Middag: Ja, ich glaube schon. Und sie haben wahrscheinlich Angst, dass man
sie als Heuchler bezeichnet, weil sie viel fliegen, was auch bei mir der
Fall ist. Ich wechsele im September nach Neuseeland. Das ist schlimm für
meinen ökologischen Fußabdruck. Wir sind alle in das System verwoben. Aber
ich habe trotzdem das Recht, meine Meinung zu sagen.
taz: Warum sind die Männer so viel stiller als die Frauen?
Middag: Wegen der besonderen Geschichte des Frauenfußballs. Allein dadurch,
dass wir als Frauen in einer immer noch sehr männlich dominierten Welt
sind, sind wir viel sensibler für Ungerechtigkeiten. Wir leben immer noch
in einem Patriarchat, rechtsextreme Politik ist auf dem Vormarsch. Manche
Männer, die all das nicht selbst erleben, sind sich gar nicht bewusst, was
um sie herum passiert. Ich wollte immer nebenbei studieren, weil ich
wusste, dass ich nicht voll auf eine Fußballkarriere setzen konnte. Wenn
ich in Fußballrente gehe, muss ich sofort anfangen zu arbeiten.
Fußballerinnen mussten sich immer notgedrungen bilden.

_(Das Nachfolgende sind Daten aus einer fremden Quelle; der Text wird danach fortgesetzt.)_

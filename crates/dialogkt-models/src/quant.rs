//! Block-wise symmetric 4-bit quantization of frozen base weights.
//!
//! Each block of [`BLOCK_SIZE`] values shares one scale (`max_abs / 7`); values
//! are rounded to integers in `-7..=7` and packed two per byte.

use crate::encoder::BaseModel;
use dialogkt_abstraction::{ModelError, TurnContext};
use ndarray::{Array1, Array2};
use serde::{Deserialize, Serialize};
use std::sync::Arc;

pub const BLOCK_SIZE: usize = 64;

const QMAX: f64 = 7.0;

#[derive(Debug, Clone, PartialEq, Serialize, Deserialize)]
pub struct Quantized4Bit {
    pub scales: Vec<f32>,
    /// Two signed nibbles per byte, low nibble first.
    pub data: Vec<u8>,
    pub rows: usize,
    pub cols: usize,
}

impl Quantized4Bit {
    #[must_use]
    pub fn len(&self) -> usize {
        self.rows * self.cols
    }

    #[must_use]
    pub fn is_empty(&self) -> bool {
        self.len() == 0
    }

    #[must_use]
    pub fn memory_bytes(&self) -> usize {
        self.scales.len() * 4 + self.data.len()
    }
}

fn encode_nibble(q: i8) -> u8 {
    (q as u8) & 0x0F
}

fn decode_nibble(n: u8) -> i8 {
    // sign-extend the low 4 bits
    ((n << 4) as i8) >> 4
}

#[must_use]
pub fn quantize_4bit(weights: &Array2<f64>) -> Quantized4Bit {
    let (rows, cols) = weights.dim();
    let values: Vec<f64> = weights.iter().copied().collect();
    let mut scales = Vec::with_capacity(values.len().div_ceil(BLOCK_SIZE));
    let mut nibbles = Vec::with_capacity(values.len());

    for block in values.chunks(BLOCK_SIZE) {
        let max_abs = block.iter().fold(0.0_f64, |m, v| m.max(v.abs()));
        let scale = if max_abs > 0.0 { max_abs / QMAX } else { 1.0 };
        scales.push(scale as f32);
        for v in block {
            let q = (v / scale).round().clamp(-QMAX, QMAX) as i8;
            nibbles.push(encode_nibble(q));
        }
    }

    let data = nibbles
        .chunks(2)
        .map(|pair| pair[0] | (pair.get(1).copied().unwrap_or(0) << 4))
        .collect();

    Quantized4Bit { scales, data, rows, cols }
}

/// Expands packed blocks back to a dense matrix.
///
/// # Errors
/// Returns `ModelError::State` when the packed buffers are too short for the
/// declared shape.
pub fn dequantize_4bit(q: &Quantized4Bit) -> Result<Array2<f64>, ModelError> {
    let n = q.len();
    if q.data.len() < n.div_ceil(2) || q.scales.len() < n.div_ceil(BLOCK_SIZE) {
        return Err(ModelError::State(format!(
            "packed 4-bit weights hold {} bytes and {} scales, {}x{} needs {} and {}",
            q.data.len(),
            q.scales.len(),
            q.rows,
            q.cols,
            n.div_ceil(2),
            n.div_ceil(BLOCK_SIZE)
        )));
    }
    let mut values = Vec::with_capacity(n);
    for i in 0..n {
        let byte = q.data[i / 2];
        let nibble = if i % 2 == 0 { byte & 0x0F } else { byte >> 4 };
        let scale = f64::from(q.scales[i / BLOCK_SIZE]);
        values.push(f64::from(decode_nibble(nibble)) * scale);
    }
    Array2::from_shape_vec((q.rows, q.cols), values).map_err(|e| ModelError::State(format!("4-bit weights: {e}")))
}

/// A base model whose hidden projection is stored in 4-bit blocks.
///
/// The forward pass runs on the dequantized projection, so predictions reflect
/// the rounding error of the compressed weights.
#[derive(Debug)]
pub struct QuantizedBase {
    inner: Arc<dyn BaseModel>,
    packed: Quantized4Bit,
    projection: Array2<f64>,
}

impl QuantizedBase {
    /// Packs the projection of `inner` and keeps its dequantized form.
    ///
    /// # Errors
    /// Returns `ModelError::State` if the packed weights cannot be expanded.
    pub fn new(inner: Arc<dyn BaseModel>) -> Result<Self, ModelError> {
        let packed = quantize_4bit(inner.projection());
        let projection = dequantize_4bit(&packed)?;
        Ok(Self { inner, packed, projection })
    }

    #[must_use]
    pub const fn packed(&self) -> &Quantized4Bit {
        &self.packed
    }
}

impl BaseModel for QuantizedBase {
    fn id(&self) -> &str {
        self.inner.id()
    }

    fn hidden_size(&self) -> usize {
        self.inner.hidden_size()
    }

    fn encode_context(&self, context: &TurnContext) -> Array1<f64> {
        self.inner.encode_context(context)
    }

    fn encode_query(&self, context: &TurnContext, kc: &str) -> Array1<f64> {
        self.inner.encode_query(context, kc)
    }

    fn projection(&self) -> &Array2<f64> {
        &self.projection
    }

    fn readout(&self) -> &Array1<f64> {
        self.inner.readout()
    }

    fn nominal_parameters(&self) -> Option<u64> {
        self.inner.nominal_parameters()
    }
}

taz: Kurz vor dem Turnier gab es in der Schweiz eine Naturkatastrophe, bei
der [2][ein Gletscher ein ganzes Dorf verschüttet hat]. Derzeit haben wir
eine massive Hitzewelle in Europa. Trotzdem spielt in der
Medienberichterstattung über das Turnier die Klimakrise fast keine Rolle.
Warum?
Middag: Stimmt, und es gibt so viel mehr Beispiele. Bei der Klub-WM der
Männer mussten sechs Spiele wegen extremer Witterungsbedingungen abgesagt
oder verschoben werden. Letztes Jahr bei der Copa América ist ein
Schiedsrichter wegen Hitze ohnmächtig geworden. Die Zuschauerzahlen bei der
Klub-WM sind niedrig, weil die Leute nicht in der Sonne sitzen wollen. Ich
weiß nicht, warum das zur EM nicht aufgegriffen wird. Vielleicht haben die
Leute die Nase voll von Weltpolitik. Viele wollen beim Fußball nicht über
Politik nachdenken und einfach Spaß haben.

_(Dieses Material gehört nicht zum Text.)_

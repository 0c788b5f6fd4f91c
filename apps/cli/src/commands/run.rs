//! `train` and `test` commands.

use super::load_config_file;
use crate::args::{GlobalArgs, RunArgs, TrainArgs, raw_args};
use anyhow::Result;
use colored::Colorize;
use dialogkt_training::config::{RunMode, SelectionMetric};
use dialogkt_training::sweep::CandidateStatus;
use dialogkt_training::{
    CvSummary, Experiment, FoldStatus, MeanStd, NullProgressSink, ProgressSink, RunReport, StdoutProgressSink,
    SweepReport, TrainingError, resolve,
};
use std::path::Path;
use std::sync::Arc;
use tokio_util::sync::CancellationToken;

fn progress_sink(json_output: bool) -> Arc<dyn ProgressSink> {
    if json_output { Arc::new(NullProgressSink) } else { Arc::new(StdoutProgressSink) }
}

pub async fn train(
    global: &GlobalArgs,
    run: &RunArgs,
    train: &TrainArgs,
    json_output: bool,
    cancel: CancellationToken,
) -> Result<()> {
    let file = load_config_file(global)?;
    let raw = raw_args(RunMode::Train, global, run, Some(train))?;
    let config = resolve(&raw, file.as_ref())?;
    let experiment = Experiment::new(config).with_progress(progress_sink(json_output)).with_cancellation(cancel);

    if experiment.config().hyperparam_sweep {
        let (report, path) = experiment.sweep(&raw, file.as_ref()).await?;
        if json_output {
            println!("{}", serde_json::to_string_pretty(&report)?);
        } else {
            print_sweep(&report, &path);
        }
    } else {
        let (report, path) = experiment.run().await?;
        print_run(&report, &path, json_output)?;
        check_complete(&report.summary, &path)?;
    }
    Ok(())
}

pub async fn test(global: &GlobalArgs, run: &RunArgs, json_output: bool, cancel: CancellationToken) -> Result<()> {
    let file = load_config_file(global)?;
    let raw = raw_args(RunMode::Test, global, run, None)?;
    let config = resolve(&raw, file.as_ref())?;
    let experiment = Experiment::new(config).with_progress(progress_sink(json_output)).with_cancellation(cancel);

    let (report, path) = experiment.run().await?;
    print_run(&report, &path, json_output)?;
    check_complete(&report.summary, &path)
}

/// Fails a run whose summary only covers the folds finished before cancellation.
fn check_complete(summary: &CvSummary, path: &Path) -> Result<()> {
    if summary.cancelled {
        return Err(anyhow::Error::from(TrainingError::Cancelled).context(format!(
            "{} of {} folds completed, partial results in {}",
            summary.completed,
            summary.folds.len(),
            path.display()
        )));
    }
    Ok(())
}

fn format_mean_std(value: Option<&MeanStd>) -> String {
    match value {
        Some(MeanStd { mean, std: Some(std), .. }) => format!("{mean:.4} ± {std:.4}"),
        Some(MeanStd { mean, std: None, .. }) => format!("{mean:.4}"),
        None => "n/a".to_string(),
    }
}

fn print_summary(summary: &CvSummary) {
    println!("  {:<10} {}", "Accuracy", format_mean_std(summary.aggregate.accuracy.as_ref()).cyan());
    println!("  {:<10} {}", "AUC", format_mean_std(summary.aggregate.auc.as_ref()).cyan());
    println!("  {:<10} {}", "F1", format_mean_std(summary.aggregate.f1.as_ref()).cyan());
    println!("  {:<10} {}", "Loss", format_mean_std(summary.aggregate.loss.as_ref()).dimmed());
    println!();

    println!("{:<6} {:<10} {}", "Fold", "Status", "Accuracy");
    println!("{}", "─".repeat(40));
    for fold in &summary.folds {
        let status = match fold.status {
            FoldStatus::Completed => "completed".green(),
            FoldStatus::Diverged => "diverged".red(),
            FoldStatus::Cancelled => "cancelled".yellow(),
        };
        let accuracy = fold
            .metrics
            .as_ref()
            .and_then(|m| m.aggregate.accuracy)
            .map_or_else(|| "-".to_string(), |a| format!("{a:.4}"));
        println!("{:<6} {:<10} {}", fold.fold, status, accuracy);
        if let Some(error) = &fold.error {
            println!("       {}", error.dimmed());
        }
    }
}

fn print_run(report: &RunReport, path: &Path, json_output: bool) -> Result<()> {
    if json_output {
        println!("{}", serde_json::to_string_pretty(report)?);
        return Ok(());
    }

    let title = match report.mode {
        RunMode::Train => "Training complete",
        RunMode::Test => "Evaluation complete",
    };
    println!();
    println!("{}", title.bold().green());
    println!("  Model:   {}", report.model_type.to_string().cyan());
    println!("  Split:   {}", report.summary.split);
    println!("  Folds:   {}/{}", report.summary.completed, report.summary.folds.len());
    println!();
    print_summary(&report.summary);
    println!();
    println!("  Results: {}", path.display().to_string().dimmed());
    println!();
    Ok(())
}

fn metric_name(metric: SelectionMetric) -> &'static str {
    match metric {
        SelectionMetric::Auc => "AUC",
        SelectionMetric::Accuracy => "accuracy",
        SelectionMetric::F1 => "F1",
    }
}

fn print_sweep(report: &SweepReport, path: &Path) {
    let result = &report.result;
    println!();
    println!("{}", format!("Sweep complete ({} candidates)", result.history.len()).bold().green());
    println!("  Model:     {}", report.model_type.to_string().cyan());
    println!("  Selection: validation {}", metric_name(result.selection_metric));
    println!();

    println!("{:<4} {:<40} {}", "#", "Assignments", "Value");
    println!("{}", "─".repeat(60));
    for candidate in &result.history {
        let assignments = candidate
            .assignments
            .iter()
            .map(|a| format!("{}={}", a.param.as_str(), a.value))
            .collect::<Vec<_>>()
            .join(" ");
        let value = match (candidate.status, candidate.selection_value) {
            (CandidateStatus::Completed, Some(v)) => format!("{v:.4}"),
            (CandidateStatus::Completed, None) => "n/a".to_string(),
            (CandidateStatus::Failed, _) => "failed".red().to_string(),
        };
        let marker = if candidate.index == result.best { "*".green().bold() } else { " ".normal() };
        println!("{marker}{:<3} {:<40} {}", candidate.index, assignments, value);
    }
    println!();
    println!("  Results: {}", path.display().to_string().dimmed());
    println!("  {}", "Re-run `dialogkt test` with the best assignments to score the test split.".dimmed());
    println!();
}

taz: Die Uefa hat zum Turnier eine Nachhaltigkeitsstrategie vorgestellt,
unter anderem können Fans mit Tickets an Spieltagen die öffentlichen
Verkehrsmittel kostenlos nutzen. Wie nachhaltig ist die Euro?
Middag: Das ist eine tolle Initiative und etwas, das wir auf jeden Fall
beibehalten sollten. Und zum Glück ist die Schweiz von den Entfernungen her
ein Land, in dem das möglich ist. Sie schneidet eher gut ab. Wir brauchen
mehr regionale Turniere und nicht Kanada, die USA und Mexiko, da muss man
natürlich viel fliegen.
taz: Wie sind Sie als Profi eigentlich auf die Idee gekommen, sich zur
Klimakrise zu engagieren?
Middag: Ich habe einfach bemerkt, was um mich herum passiert, habe viele
Bücher und Artikel gelesen. Auch Greta Thunberg hat tolle Arbeit geleistet,
wir können ihr alle dankbar sein, dass sie das Thema auf die globale Agenda
gesetzt hat. Ich war immer politisiert, aber ich habe eine Weile gebraucht,
um zu sehen, wie der Fußball helfen kann, die großen Probleme anzugehen.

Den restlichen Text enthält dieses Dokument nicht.